[[ RECORDED INFORMATION, beginning ]]
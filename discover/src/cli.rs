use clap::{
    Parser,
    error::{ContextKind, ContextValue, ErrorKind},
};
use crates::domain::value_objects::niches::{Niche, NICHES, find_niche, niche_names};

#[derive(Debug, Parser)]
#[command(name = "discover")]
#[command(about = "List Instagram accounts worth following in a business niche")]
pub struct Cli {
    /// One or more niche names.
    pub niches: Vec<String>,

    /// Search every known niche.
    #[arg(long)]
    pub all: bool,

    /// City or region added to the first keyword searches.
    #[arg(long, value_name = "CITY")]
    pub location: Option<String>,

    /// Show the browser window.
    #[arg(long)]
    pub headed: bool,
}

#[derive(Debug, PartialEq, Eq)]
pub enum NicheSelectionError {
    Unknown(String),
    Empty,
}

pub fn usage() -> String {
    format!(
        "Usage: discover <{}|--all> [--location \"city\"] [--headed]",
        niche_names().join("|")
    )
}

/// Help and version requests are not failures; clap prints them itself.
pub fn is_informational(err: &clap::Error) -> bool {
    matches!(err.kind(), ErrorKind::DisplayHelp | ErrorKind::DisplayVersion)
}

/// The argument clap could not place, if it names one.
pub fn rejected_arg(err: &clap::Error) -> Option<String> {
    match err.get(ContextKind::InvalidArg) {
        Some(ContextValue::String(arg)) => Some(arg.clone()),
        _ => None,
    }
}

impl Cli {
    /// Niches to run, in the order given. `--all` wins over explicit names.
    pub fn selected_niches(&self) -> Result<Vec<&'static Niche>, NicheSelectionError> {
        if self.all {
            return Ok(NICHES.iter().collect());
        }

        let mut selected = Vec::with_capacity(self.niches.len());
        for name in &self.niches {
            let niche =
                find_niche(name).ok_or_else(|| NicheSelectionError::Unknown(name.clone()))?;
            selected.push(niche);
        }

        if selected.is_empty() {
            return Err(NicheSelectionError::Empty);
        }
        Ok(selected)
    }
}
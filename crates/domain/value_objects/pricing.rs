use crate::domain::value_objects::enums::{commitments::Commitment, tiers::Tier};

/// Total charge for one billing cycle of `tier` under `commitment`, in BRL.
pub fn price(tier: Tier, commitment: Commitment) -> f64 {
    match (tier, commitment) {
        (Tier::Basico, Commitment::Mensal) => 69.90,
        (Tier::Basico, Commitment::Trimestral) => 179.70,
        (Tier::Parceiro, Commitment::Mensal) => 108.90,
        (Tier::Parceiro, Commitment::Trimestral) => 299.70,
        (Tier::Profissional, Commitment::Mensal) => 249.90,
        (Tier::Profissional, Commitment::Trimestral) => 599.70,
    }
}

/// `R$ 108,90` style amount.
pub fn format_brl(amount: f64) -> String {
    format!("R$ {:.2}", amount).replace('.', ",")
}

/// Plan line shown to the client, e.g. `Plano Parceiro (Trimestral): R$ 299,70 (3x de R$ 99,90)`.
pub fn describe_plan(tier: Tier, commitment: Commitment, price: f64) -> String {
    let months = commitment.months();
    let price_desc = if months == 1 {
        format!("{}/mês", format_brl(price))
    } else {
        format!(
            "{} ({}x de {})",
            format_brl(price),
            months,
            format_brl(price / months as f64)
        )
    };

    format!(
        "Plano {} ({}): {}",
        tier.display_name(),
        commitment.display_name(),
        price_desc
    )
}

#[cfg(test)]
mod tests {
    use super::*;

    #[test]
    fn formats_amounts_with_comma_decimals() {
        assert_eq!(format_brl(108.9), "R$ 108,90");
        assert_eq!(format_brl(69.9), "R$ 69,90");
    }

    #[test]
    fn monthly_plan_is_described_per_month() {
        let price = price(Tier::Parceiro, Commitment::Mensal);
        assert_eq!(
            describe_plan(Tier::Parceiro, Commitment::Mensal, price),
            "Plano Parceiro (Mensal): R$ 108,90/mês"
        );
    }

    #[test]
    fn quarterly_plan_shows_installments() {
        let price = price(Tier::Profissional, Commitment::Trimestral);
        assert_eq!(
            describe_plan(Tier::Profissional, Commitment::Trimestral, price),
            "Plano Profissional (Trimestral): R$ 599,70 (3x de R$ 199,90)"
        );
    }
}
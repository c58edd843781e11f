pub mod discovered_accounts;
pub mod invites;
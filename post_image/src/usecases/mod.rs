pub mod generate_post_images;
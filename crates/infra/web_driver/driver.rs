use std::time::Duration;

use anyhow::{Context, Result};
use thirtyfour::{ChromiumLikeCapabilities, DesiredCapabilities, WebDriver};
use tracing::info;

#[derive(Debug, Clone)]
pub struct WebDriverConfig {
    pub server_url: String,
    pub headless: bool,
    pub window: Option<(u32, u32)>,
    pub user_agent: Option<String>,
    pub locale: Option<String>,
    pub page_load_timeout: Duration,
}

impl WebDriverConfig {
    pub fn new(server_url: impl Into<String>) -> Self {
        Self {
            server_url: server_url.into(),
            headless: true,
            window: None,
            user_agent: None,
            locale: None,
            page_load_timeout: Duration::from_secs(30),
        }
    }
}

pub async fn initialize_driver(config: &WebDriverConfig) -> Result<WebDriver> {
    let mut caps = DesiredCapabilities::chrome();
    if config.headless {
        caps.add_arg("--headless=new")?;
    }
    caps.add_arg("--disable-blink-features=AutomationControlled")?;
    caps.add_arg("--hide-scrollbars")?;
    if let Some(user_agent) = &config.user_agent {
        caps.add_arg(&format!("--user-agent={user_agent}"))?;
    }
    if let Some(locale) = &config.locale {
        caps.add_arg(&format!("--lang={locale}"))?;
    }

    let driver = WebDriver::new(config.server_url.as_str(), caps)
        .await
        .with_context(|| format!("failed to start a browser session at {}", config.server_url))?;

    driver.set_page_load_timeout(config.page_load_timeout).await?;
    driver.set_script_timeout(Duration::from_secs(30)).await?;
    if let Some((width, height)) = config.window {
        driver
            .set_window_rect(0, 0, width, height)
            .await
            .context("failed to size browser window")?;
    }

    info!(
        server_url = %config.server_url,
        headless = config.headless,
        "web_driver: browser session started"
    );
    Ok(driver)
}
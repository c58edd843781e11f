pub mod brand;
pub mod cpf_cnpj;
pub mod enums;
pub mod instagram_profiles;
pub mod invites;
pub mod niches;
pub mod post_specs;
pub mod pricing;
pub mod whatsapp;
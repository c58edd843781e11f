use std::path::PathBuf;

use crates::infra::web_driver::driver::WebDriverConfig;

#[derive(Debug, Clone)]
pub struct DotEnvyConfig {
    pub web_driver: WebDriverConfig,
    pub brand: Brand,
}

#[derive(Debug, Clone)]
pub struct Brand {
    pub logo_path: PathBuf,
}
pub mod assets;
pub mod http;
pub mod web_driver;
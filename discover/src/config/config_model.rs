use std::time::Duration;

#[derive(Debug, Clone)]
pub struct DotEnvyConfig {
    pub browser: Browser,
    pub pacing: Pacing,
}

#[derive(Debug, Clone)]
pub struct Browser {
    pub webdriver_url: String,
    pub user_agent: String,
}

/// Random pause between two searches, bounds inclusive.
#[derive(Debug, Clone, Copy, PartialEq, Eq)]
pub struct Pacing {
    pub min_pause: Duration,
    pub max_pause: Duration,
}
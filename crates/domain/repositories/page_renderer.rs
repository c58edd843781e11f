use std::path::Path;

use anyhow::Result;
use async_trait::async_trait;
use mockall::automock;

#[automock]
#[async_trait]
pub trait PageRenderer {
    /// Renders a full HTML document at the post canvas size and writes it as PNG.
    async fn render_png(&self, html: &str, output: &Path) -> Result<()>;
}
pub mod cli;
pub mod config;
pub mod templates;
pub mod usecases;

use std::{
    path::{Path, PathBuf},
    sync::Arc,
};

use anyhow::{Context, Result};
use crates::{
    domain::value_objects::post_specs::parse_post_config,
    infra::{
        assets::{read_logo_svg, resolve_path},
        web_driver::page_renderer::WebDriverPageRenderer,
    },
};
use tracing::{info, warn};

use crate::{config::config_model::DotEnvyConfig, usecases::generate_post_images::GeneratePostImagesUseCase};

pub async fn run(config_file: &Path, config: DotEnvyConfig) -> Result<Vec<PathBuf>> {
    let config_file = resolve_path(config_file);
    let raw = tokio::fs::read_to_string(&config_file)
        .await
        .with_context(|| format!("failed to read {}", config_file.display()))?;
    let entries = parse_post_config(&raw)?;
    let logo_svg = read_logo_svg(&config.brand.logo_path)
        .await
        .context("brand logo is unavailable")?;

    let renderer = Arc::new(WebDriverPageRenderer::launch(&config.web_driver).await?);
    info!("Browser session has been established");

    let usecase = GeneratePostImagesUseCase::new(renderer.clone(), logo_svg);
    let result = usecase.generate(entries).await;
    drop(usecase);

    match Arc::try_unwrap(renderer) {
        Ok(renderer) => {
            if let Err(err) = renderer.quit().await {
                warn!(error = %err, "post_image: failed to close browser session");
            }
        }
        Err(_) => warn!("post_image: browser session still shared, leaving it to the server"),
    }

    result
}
[[ RECORDED INFORMATION, end ]]
#### [WHAT TO DO]
The lines running from the start of the data through the one that contains "pub struct Cli" should be reproduced exactly, and only those.

#### [WORKED SOLUTION]
filename discover/src/cli.rs
use clap::{
    Parser,
    error::{ContextKind, ContextValue, ErrorKind},
};
use crates::domain::value_objects::niches::{Niche, NICHES, find_niche, niche_names};

#[derive(Debug, Parser)]
#[command(name = "discover")]
#[command(about = "List Instagram accounts worth following in a business niche")]
pub struct Cli {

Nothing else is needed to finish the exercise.